« Flâneries 2023 » – # 171 – « Rêve rouge & acier »


À un moment, elle releva la tête. Il n’y avait plus personne. Il lui fallut quelques secondes pour s’en assurer tant aucun indice, ni sonore ni visuel, ne l’avait préparée à une telle scène. Les longues tables d’étude étaient les mêmes, leur bois toujours aussi blond et brillant, les lampes étaient presque toutes allumées, projetant leur halo ambré sur les livres encore ouverts, sur les carnets remplis de notes, sur les crayons en attente.
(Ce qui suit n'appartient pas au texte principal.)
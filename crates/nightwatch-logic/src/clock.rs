//! Tick ↔ wall-time conversion at a fixed frame rate.

/// Frame rate used when a night script does not set one.
pub const DEFAULT_FPS: u32 = 60;

/// Whole ticks covering `seconds`, rounded to the nearest tick.
pub fn seconds_to_ticks(seconds: f32, fps: u32) -> u64 {
    if seconds <= 0.0 {
        return 0;
    }
    (seconds as f64 * fps as f64).round() as u64
}

/// Simulated whole seconds elapsed at `tick`.
pub fn tick_seconds(tick: u64, fps: u32) -> u32 {
    (tick / fps.max(1) as u64) as u32
}

/// Simulated milliseconds elapsed at `tick`.
pub fn tick_millis(tick: u64, fps: u32) -> u64 {
    tick * 1000 / fps.max(1) as u64
}
//! Error types for night setup and the tick loop.
//!
//! Everything except [`GraphError`] is raised while a night is being built,
//! before the first tick. A `GraphError` coming out of [`crate::night::Night::tick`]
//! means the engine itself recorded an agent at the wrong camera.

use thiserror::Error;

/// Camera graph lookups and agent moves.
#[derive(Debug, Clone, PartialEq, Eq, Error)]
pub enum GraphError {
    #[error("no camera named `{0}`")]
    UnknownCamera(String),
    #[error("agent `{agent}` is not at camera `{camera}`")]
    AgentNotPresent { agent: String, camera: String },
}

/// Invalid night configuration. Fatal: the night never starts.
#[derive(Debug, Clone, PartialEq, Error)]
pub enum ConfigError {
    #[error("camera built without a {0}")]
    CameraMissingField(&'static str),
    #[error("duplicate camera name `{0}`")]
    DuplicateCamera(String),
    #[error("start camera `{0}` does not exist")]
    UnknownStartCamera(String),
    #[error("camera `{from}` connects to unknown camera `{to}`")]
    UnknownConnection { from: String, to: String },
    #[error("agent `{agent}` starts at unknown camera `{camera}`")]
    UnknownAgentCamera { agent: String, camera: String },
    #[error("duplicate agent name `{0}`")]
    DuplicateAgent(String),
    #[error("unknown agent kind `{0}`")]
    UnknownAgentKind(String),
    #[error("agent `{agent}`: {reason}")]
    InvalidAgent { agent: String, reason: String },
    #[error("invalid night setting `{field}`: {reason}")]
    InvalidSetting { field: &'static str, reason: String },
    #[error("malformed night script: {0}")]
    Script(String),
}

/// An asset could not be produced by the loader.
#[derive(Debug, Clone, PartialEq, Eq, Error)]
pub enum AssetError {
    #[error("asset not found: {0}")]
    Missing(String),
    #[error("asset `{path}` could not be decoded: {reason}")]
    Corrupt { path: String, reason: String },
    #[error("subtitles `{path}`: {source}")]
    Subtitles {
        path: String,
        #[source]
        source: SubtitleError,
    },
}

/// SubRip parse failure. Line numbers are 1-based.
#[derive(Debug, Clone, PartialEq, Eq, Error)]
pub enum SubtitleError {
    #[error("line {line}: malformed timecode `{text}`")]
    MalformedTimecode { line: usize, text: String },
    #[error("line {line}: cue has no timecode")]
    MissingTimecode { line: usize },
    #[error("line {line}: cue is not terminated by a blank line")]
    UnterminatedCue { line: usize },
}

/// Failure of a [`crate::store::KeyValueStore`] backend.
#[derive(Debug, Error)]
pub enum StoreError {
    #[error("store io: {0}")]
    Io(#[from] std::io::Error),
    #[error("store contents: {0}")]
    Json(#[from] serde_json::Error),
}

/// Anything that can stop a night from being built or advanced.
#[derive(Debug, Error)]
pub enum NightError {
    #[error(transparent)]
    Config(#[from] ConfigError),
    #[error(transparent)]
    Asset(#[from] AssetError),
    #[error(transparent)]
    Graph(#[from] GraphError),
    #[error("camera feed is forced down")]
    CamerasLocked,
    #[error("night has already ended")]
    Ended,
}
//! Persistent key-value store for progress between nights.
//!
//! Values are plain strings. [`MemoryStore`] keeps them in a map;
//! [`JsonFileStore`] mirrors the map into a JSON object on disk and rewrites
//! the file on every `set`.

use std::collections::BTreeMap;
use std::fs;
use std::path::{Path, PathBuf};

use crate::error::StoreError;
use crate::night::NightOutcome;

pub trait KeyValueStore {
    fn get(&self, key: &str) -> Option<String>;

    fn set(&mut self, key: &str, value: &str) -> Result<(), StoreError>;

    /// Integer value of `key`, treating missing or non-numeric as zero.
    fn get_count(&self, key: &str) -> u64 {
        self.get(key).and_then(|v| v.parse().ok()).unwrap_or(0)
    }

    fn increment(&mut self, key: &str) -> Result<u64, StoreError> {
        let next = self.get_count(key) + 1;
        self.set(key, &next.to_string())?;
        Ok(next)
    }
}

#[derive(Debug, Clone, Default)]
pub struct MemoryStore {
    values: BTreeMap<String, String>,
}

impl MemoryStore {
    pub fn new() -> Self {
        Self::default()
    }
}

impl KeyValueStore for MemoryStore {
    fn get(&self, key: &str) -> Option<String> {
        self.values.get(key).cloned()
    }

    fn set(&mut self, key: &str, value: &str) -> Result<(), StoreError> {
        self.values.insert(key.to_string(), value.to_string());
        Ok(())
    }
}

/// Store backed by a single JSON object file.
#[derive(Debug)]
pub struct JsonFileStore {
    path: PathBuf,
    values: BTreeMap<String, String>,
}

impl JsonFileStore {
    /// Open `path`, starting empty if the file does not exist yet.
    pub fn open(path: impl AsRef<Path>) -> Result<Self, StoreError> {
        let path = path.as_ref().to_path_buf();
        let values = if path.exists() {
            let text = fs::read_to_string(&path)?;
            if text.trim().is_empty() {
                BTreeMap::new()
            } else {
                serde_json::from_str(&text)?
            }
        } else {
            BTreeMap::new()
        };
        log::debug!("opened store {} ({} keys)", path.display(), values.len());
        Ok(Self { path, values })
    }

    pub fn path(&self) -> &Path {
        &self.path
    }

    fn flush(&self) -> Result<(), StoreError> {
        if let Some(parent) = self.path.parent() {
            if !parent.as_os_str().is_empty() {
                fs::create_dir_all(parent)?;
            }
        }
        let text = serde_json::to_string_pretty(&self.values)?;
        fs::write(&self.path, text)?;
        Ok(())
    }
}

impl KeyValueStore for JsonFileStore {
    fn get(&self, key: &str) -> Option<String> {
        self.values.get(key).cloned()
    }

    fn set(&mut self, key: &str, value: &str) -> Result<(), StoreError> {
        self.values.insert(key.to_string(), value.to_string());
        self.flush()
    }
}

impl NightOutcome {
    /// Count this attempt of `night`, and the completion if it was survived.
    pub fn record(self, store: &mut dyn KeyValueStore, night: &str) -> Result<(), StoreError> {
        store.increment(&format!("{night}.attempts"))?;
        if self == NightOutcome::Completed {
            store.increment(&format!("{night}.completed"))?;
        }
        Ok(())
    }
}
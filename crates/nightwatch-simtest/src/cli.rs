use std::path::PathBuf;

use clap::{Parser, ValueEnum};

#[derive(Parser, Debug)]
#[command(
    about = "Headless night runner: plays nights with scripted players and tallies outcomes",
    version
)]
pub struct Args {
    /// Night script JSON (default: the bundled first night)
    #[arg(long)]
    pub script: Option<PathBuf>,

    /// Asset manifest JSON matching --script (default: the bundled manifest)
    #[arg(long)]
    pub assets: Option<PathBuf>,

    /// Nights to play per policy
    #[arg(long, default_value_t = 20)]
    pub nights: u32,

    /// Seed of the first night; night `i` uses `seed + i`
    #[arg(long, default_value_t = 1)]
    pub seed: u64,

    /// Only run this player policy
    #[arg(long, value_enum)]
    pub policy: Option<Policy>,

    /// JSON progress store to record every outcome into
    #[arg(long)]
    pub store: Option<PathBuf>,

    /// Print every night and every check, not just failures
    #[arg(long)]
    pub verbose: bool,
}

/// Scripted player behavior.
#[derive(Debug, Clone, Copy, PartialEq, Eq, ValueEnum)]
pub enum Policy {
    /// Doors open, monitor down, all night
    Idle,
    /// Both doors shut, all night
    DoorsClosed,
    /// Cycles the door cameras and shuts a door while someone stands at it
    Watchful,
}

impl Policy {
    pub const ALL: [Policy; 3] = [Policy::Idle, Policy::DoorsClosed, Policy::Watchful];

    pub fn name(self) -> &'static str {
        match self {
            Policy::Idle => "idle",
            Policy::DoorsClosed => "doors-closed",
            Policy::Watchful => "watchful",
        }
    }
}
//! Audio boundary: playable sound handles and their end-of-playback latch.
//!
//! The audio device runs on its own thread and reports completion through
//! an [`EndSignal`]. The tick loop never receives callbacks; it polls the
//! signal once per tick and consumes it.

use std::fmt;
use std::sync::atomic::{AtomicBool, Ordering};
use std::sync::Arc;

use serde::{Deserialize, Serialize};

/// Where a sound is heard from. Volume in `0.0..=1.0`, pan in `-1.0..=1.0`.
#[derive(Debug, Clone, Copy, PartialEq, Serialize, Deserialize)]
pub struct AudioPlacement {
    pub volume: f32,
    pub pan: f32,
}

impl AudioPlacement {
    /// Full volume, centered on the listener.
    pub const LISTENER: Self = Self {
        volume: 1.0,
        pan: 0.0,
    };

    pub fn new(volume: f32, pan: f32) -> Self {
        Self {
            volume: volume.clamp(0.0, 1.0),
            pan: pan.clamp(-1.0, 1.0),
        }
    }
}

impl Default for AudioPlacement {
    fn default() -> Self {
        Self::LISTENER
    }
}

/// One-shot end-of-playback flag shared with the audio thread.
///
/// `arm` registers interest, `fire` (audio thread) sets the flag only while
/// armed, and `take` returns true exactly once per arming. Arming again
/// clears any stale completion, so replays never see the previous end.
#[derive(Clone, Default)]
pub struct EndSignal {
    inner: Arc<SignalState>,
}

#[derive(Default)]
struct SignalState {
    armed: AtomicBool,
    fired: AtomicBool,
}

impl EndSignal {
    pub fn new() -> Self {
        Self::default()
    }

    pub fn arm(&self) {
        self.inner.fired.store(false, Ordering::Release);
        self.inner.armed.store(true, Ordering::Release);
    }

    /// Called by the audio backend when playback ends.
    pub fn fire(&self) {
        if self.inner.armed.load(Ordering::Acquire) {
            self.inner.fired.store(true, Ordering::Release);
        }
    }

    /// Consume the completion. Disarms, so later `fire`s are ignored until
    /// the next `arm`.
    pub fn take(&self) -> bool {
        if self.inner.fired.swap(false, Ordering::AcqRel) {
            self.inner.armed.store(false, Ordering::Release);
            true
        } else {
            false
        }
    }

    pub fn disarm(&self) {
        self.inner.armed.store(false, Ordering::Release);
        self.inner.fired.store(false, Ordering::Release);
    }

    pub fn is_armed(&self) -> bool {
        self.inner.armed.load(Ordering::Acquire)
    }
}

impl fmt::Debug for EndSignal {
    fn fmt(&self, f: &mut fmt::Formatter<'_>) -> fmt::Result {
        f.debug_struct("EndSignal")
            .field("armed", &self.inner.armed.load(Ordering::Relaxed))
            .field("fired", &self.inner.fired.load(Ordering::Relaxed))
            .finish()
    }
}

/// A decoded, playable clip owned by the audio subsystem.
pub trait Sound: Send + Sync {
    /// Start playback from the beginning.
    fn play(&self, placement: AudioPlacement);

    /// Stop playback if running. Must not fire the end signal.
    fn stop(&self);

    /// Completion latch for the most recent `play`.
    fn end_signal(&self) -> &EndSignal;
}

/// Shared sound handle as handed out by the asset loader.
pub type SoundHandle = Arc<dyn Sound>;
//! Jumpscare playback: a GIF timeline synchronized with an optional sound.
//!
//! The timeline advances at most one frame per tick. Each frame stays up for
//! its own delay (converted to ticks at the night's frame rate) and then its
//! disposal rule decides whether the frames shown so far stay composited
//! under the next one. The renderer always draws [`Jumpscare::composited`].
//!
//! Completion has two gates: the timeline reaching its last frame, and the
//! attached sound reporting its end. [`Jumpscare::advance`] returns `true`
//! exactly once, on the tick both gates are satisfied.

use crate::assets::{GifFrame, ImageHandle};
use crate::audio::{AudioPlacement, SoundHandle};
use crate::clock::seconds_to_ticks;
use crate::error::ConfigError;

pub struct Jumpscare {
    frames: Vec<GifFrame>,
    sound_start_frame: usize,
    cams_down_frame: usize,
    sound: Option<SoundHandle>,
    placement: AudioPlacement,

    index: usize,
    frame_started: Option<u64>,
    visible: Vec<usize>,
    sound_started: bool,
    frames_done: bool,
    sound_done: bool,
    finished: bool,
}

impl Jumpscare {
    pub fn new(
        frames: Vec<GifFrame>,
        sound_start_frame: usize,
        cams_down_frame: usize,
        sound: Option<SoundHandle>,
    ) -> Result<Self, ConfigError> {
        if frames.is_empty() {
            return Err(ConfigError::InvalidSetting {
                field: "jumpscare.frames",
                reason: "at least one frame is required".into(),
            });
        }
        if sound_start_frame >= frames.len() {
            return Err(ConfigError::InvalidSetting {
                field: "jumpscare.sound_start_frame",
                reason: format!(
                    "frame {sound_start_frame} is past the last frame ({})",
                    frames.len() - 1
                ),
            });
        }
        let mut scare = Self {
            frames,
            sound_start_frame,
            cams_down_frame,
            sound,
            placement: AudioPlacement::LISTENER,
            index: 0,
            frame_started: None,
            visible: Vec::new(),
            sound_started: false,
            frames_done: false,
            sound_done: false,
            finished: false,
        };
        scare.reset();
        Ok(scare)
    }

    /// Where the scream is heard from. Defaults to the listener.
    pub fn with_placement(mut self, placement: AudioPlacement) -> Self {
        self.placement = placement;
        self
    }

    /// Rewind to the first frame and forget any previous playback.
    pub fn reset(&mut self) {
        self.index = 0;
        self.frame_started = None;
        self.visible.clear();
        self.visible.push(0);
        self.sound_started = false;
        self.frames_done = false;
        self.sound_done = self.sound.is_none();
        self.finished = false;
        if let Some(sound) = &self.sound {
            sound.stop();
            sound.end_signal().disarm();
        }
    }

    /// Advance one tick. Returns `true` only on the tick playback completes.
    pub fn advance(&mut self, tick: u64, fps: u32) -> bool {
        if self.finished {
            return false;
        }

        let started = *self.frame_started.get_or_insert(tick);
        if !self.sound_started && self.index >= self.sound_start_frame {
            self.start_sound();
        }

        let last = self.frames.len() - 1;
        if self.index < last {
            let delay = seconds_to_ticks(self.frames[self.index].delay_seconds, fps);
            if tick.saturating_sub(started) >= delay {
                self.step();
                self.frame_started = Some(tick);
                if self.index == self.sound_start_frame {
                    self.start_sound();
                }
            }
        }
        if self.index == last {
            self.frames_done = true;
        }

        if self.sound_started && !self.sound_done {
            if let Some(sound) = &self.sound {
                self.sound_done = sound.end_signal().take();
            }
        }

        if self.frames_done && self.sound_done {
            self.finished = true;
            return true;
        }
        false
    }

    fn step(&mut self) {
        if self.frames[self.index].disposal.clears() {
            self.visible.clear();
        }
        self.index += 1;
        self.visible.push(self.index);
    }

    fn start_sound(&mut self) {
        self.sound_started = true;
        if let Some(sound) = &self.sound {
            sound.end_signal().arm();
            sound.play(self.placement);
        }
    }

    /// Stop the sound without finishing. Used when a night is torn down.
    pub fn stop(&mut self) {
        if let Some(sound) = &self.sound {
            sound.stop();
            sound.end_signal().disarm();
        }
    }

    /// Frames to draw this tick, bottom to top.
    pub fn composited(&self) -> Vec<&ImageHandle> {
        self.visible.iter().map(|&i| &self.frames[i].image).collect()
    }

    pub fn frame_index(&self) -> usize {
        self.index
    }

    pub fn frame_count(&self) -> usize {
        self.frames.len()
    }

    /// The player may no longer use the camera monitor.
    pub fn cams_forced_down(&self) -> bool {
        self.index >= self.cams_down_frame
    }

    pub fn sound_started(&self) -> bool {
        self.sound_started
    }

    pub fn is_finished(&self) -> bool {
        self.finished
    }
}

impl std::fmt::Debug for Jumpscare {
    fn fmt(&self, f: &mut std::fmt::Formatter<'_>) -> std::fmt::Result {
        f.debug_struct("Jumpscare")
            .field("frames", &self.frames.len())
            .field("index", &self.index)
            .field("sound", &self.sound.is_some())
            .field("finished", &self.finished)
            .finish()
    }
}

#[cfg(test)]
mod tests {
    use std::sync::Arc;

    use super::*;
    use crate::assets::{Disposal, RecordingSound};
    use crate::audio::Sound;

    fn frame(key: &str, delay_seconds: f32, disposal: Disposal) -> GifFrame {
        GifFrame {
            image: ImageHandle::new(key),
            delay_seconds,
            disposal,
        }
    }

    fn keys(scare: &Jumpscare) -> Vec<&str> {
        scare.composited().iter().map(|h| h.key()).collect()
    }

    fn run_until_index(scare: &mut Jumpscare, tick: &mut u64, index: usize) {
        while scare.frame_index() < index {
            scare.advance(*tick, 60);
            *tick += 1;
        }
    }

    #[test]
    fn restore_to_background_clears_prior_frames() {
        let mut scare = Jumpscare::new(
            vec![
                frame("A", 0.05, Disposal::Unspecified),
                frame("B", 0.05, Disposal::RestoreToBackground),
                frame("C", 0.05, Disposal::Unspecified),
            ],
            0,
            0,
            None,
        )
        .unwrap();
        let mut tick = 0;
        assert_eq!(keys(&scare), ["A"]);
        run_until_index(&mut scare, &mut tick, 1);
        assert_eq!(keys(&scare), ["A", "B"]);
        run_until_index(&mut scare, &mut tick, 2);
        assert_eq!(keys(&scare), ["C"]);
    }

    #[test]
    fn frames_accumulate_without_disposal() {
        let mut scare = Jumpscare::new(
            vec![
                frame("A", 0.0, Disposal::DoNotDispose),
                frame("B", 0.0, Disposal::Unspecified),
                frame("C", 0.0, Disposal::Unspecified),
            ],
            0,
            3,
            None,
        )
        .unwrap();
        let mut tick = 0;
        run_until_index(&mut scare, &mut tick, 2);
        assert_eq!(keys(&scare), ["A", "B", "C"]);
    }

    #[test]
    fn frame_held_for_its_delay() {
        // 0.1 s at 60 fps = 6 ticks
        let mut scare = Jumpscare::new(
            vec![
                frame("A", 0.1, Disposal::Unspecified),
                frame("B", 0.1, Disposal::Unspecified),
            ],
            0,
            0,
            None,
        )
        .unwrap();
        for tick in 0..6 {
            assert!(!scare.advance(tick, 60));
            assert_eq!(scare.frame_index(), 0, "tick {tick}");
        }
        assert!(scare.advance(6, 60));
        assert_eq!(scare.frame_index(), 1);
    }

    #[test]
    fn no_sound_finishes_on_last_frame_once() {
        let mut scare = Jumpscare::new(
            vec![frame("A", 0.0, Disposal::Unspecified), frame("B", 0.0, Disposal::Unspecified)],
            0,
            0,
            None,
        )
        .unwrap();
        assert!(scare.advance(0, 60));
        assert!(scare.is_finished());
        assert!(!scare.advance(1, 60));
        assert!(!scare.advance(2, 60));
    }

    #[test]
    fn waits_for_both_gates() {
        let sound = Arc::new(RecordingSound::new());
        let mut scare = Jumpscare::new(
            vec![frame("A", 0.0, Disposal::Unspecified), frame("B", 0.0, Disposal::Unspecified)],
            0,
            1,
            Some(sound.clone()),
        )
        .unwrap();

        assert!(!scare.advance(0, 60));
        assert_eq!(scare.frame_index(), 1);
        assert!(!scare.advance(1, 60));
        assert!(!scare.advance(2, 60));

        sound.finish();
        assert!(scare.advance(3, 60));
        assert!(!scare.advance(4, 60));
    }

    #[test]
    fn sound_finishing_first_waits_for_frames() {
        let sound = Arc::new(RecordingSound::new());
        let mut scare = Jumpscare::new(
            vec![frame("A", 0.5, Disposal::Unspecified), frame("B", 0.0, Disposal::Unspecified)],
            0,
            0,
            Some(sound.clone()),
        )
        .unwrap();
        assert!(!scare.advance(0, 60));
        sound.finish();
        for tick in 1..30 {
            assert!(!scare.advance(tick, 60));
        }
        assert!(scare.advance(30, 60));
    }

    #[test]
    fn sound_starts_on_its_frame() {
        let sound = Arc::new(RecordingSound::new());
        let mut scare = Jumpscare::new(
            vec![
                frame("A", 0.05, Disposal::Unspecified),
                frame("B", 0.05, Disposal::Unspecified),
                frame("C", 0.05, Disposal::Unspecified),
            ],
            1,
            2,
            Some(sound.clone()),
        )
        .unwrap();

        let mut tick = 0;
        while scare.frame_index() < 1 {
            assert_eq!(sound.play_count(), 0);
            assert!(!scare.cams_forced_down());
            scare.advance(tick, 60);
            tick += 1;
        }
        assert_eq!(sound.play_count(), 1);
        assert!(!scare.cams_forced_down());

        run_until_index(&mut scare, &mut tick, 2);
        assert!(scare.cams_forced_down());
        assert_eq!(sound.play_count(), 1);
    }

    #[test]
    fn reset_ignores_previous_sound_end() {
        let sound = Arc::new(RecordingSound::new());
        let mut scare = Jumpscare::new(
            vec![frame("A", 0.0, Disposal::Unspecified)],
            0,
            0,
            Some(sound.clone()),
        )
        .unwrap();
        assert!(!scare.advance(0, 60));
        sound.finish();
        assert!(scare.advance(1, 60));

        scare.reset();
        // Stale end from the first run must not finish the replay
        sound.end_signal().fire();
        assert!(!scare.advance(10, 60));
        assert_eq!(sound.play_count(), 2);
        sound.finish();
        assert!(scare.advance(11, 60));
    }

    #[test]
    fn rejects_out_of_range_sound_frame() {
        let err = Jumpscare::new(vec![frame("A", 0.0, Disposal::Unspecified)], 1, 0, None);
        assert!(err.is_err());
        assert!(Jumpscare::new(Vec::new(), 0, 0, None).is_err());
    }
}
Le silence était particulièrement épais, même, il semblait matérialisé, palpable. Elle-même se sentait très irréelle, comme si ce qui se présentait à son regard émanait d’une caméra, était projeté depuis elle. Il lui était difficile de bouger ; elle n’osait pas. Elle craignait de provoquer quelques chose. Elle se sentait minuscule, assise là, au milieu de l’immense salle de lecture fortifiée de rayonnages débordant de livres. L’atmosphère chaleureuse rendue par l’abondance de bois, par le rouge profond des tapis, par la lueur douce des lampes, contrastait avec la sévérité, le froid, de l’acier et de la lumière blanche projetée de l’extérieur par les immenses baies vitrées. Tout à coup, ils résonnèrent. Des bruits saccadés, extrêmement réguliers, un claquettement métallique. Ils remplissaient tout l’espace, tambourinaient fort dans sa tête. C’étaient des pas. Il se rapprochaient. Leur écho se feutra. Ils devaient maintenant parcourir le très long couloir couvert de moquette rouge carmin. Cela s’arrêta un bon moment. L’attention aurait dû devenir angoisse mais curieusement cela ne se produisit pas, cela ne se traduisait pas physiquement ; son cœur ne battait pas, elle ne sentait ni ne ressentait rien.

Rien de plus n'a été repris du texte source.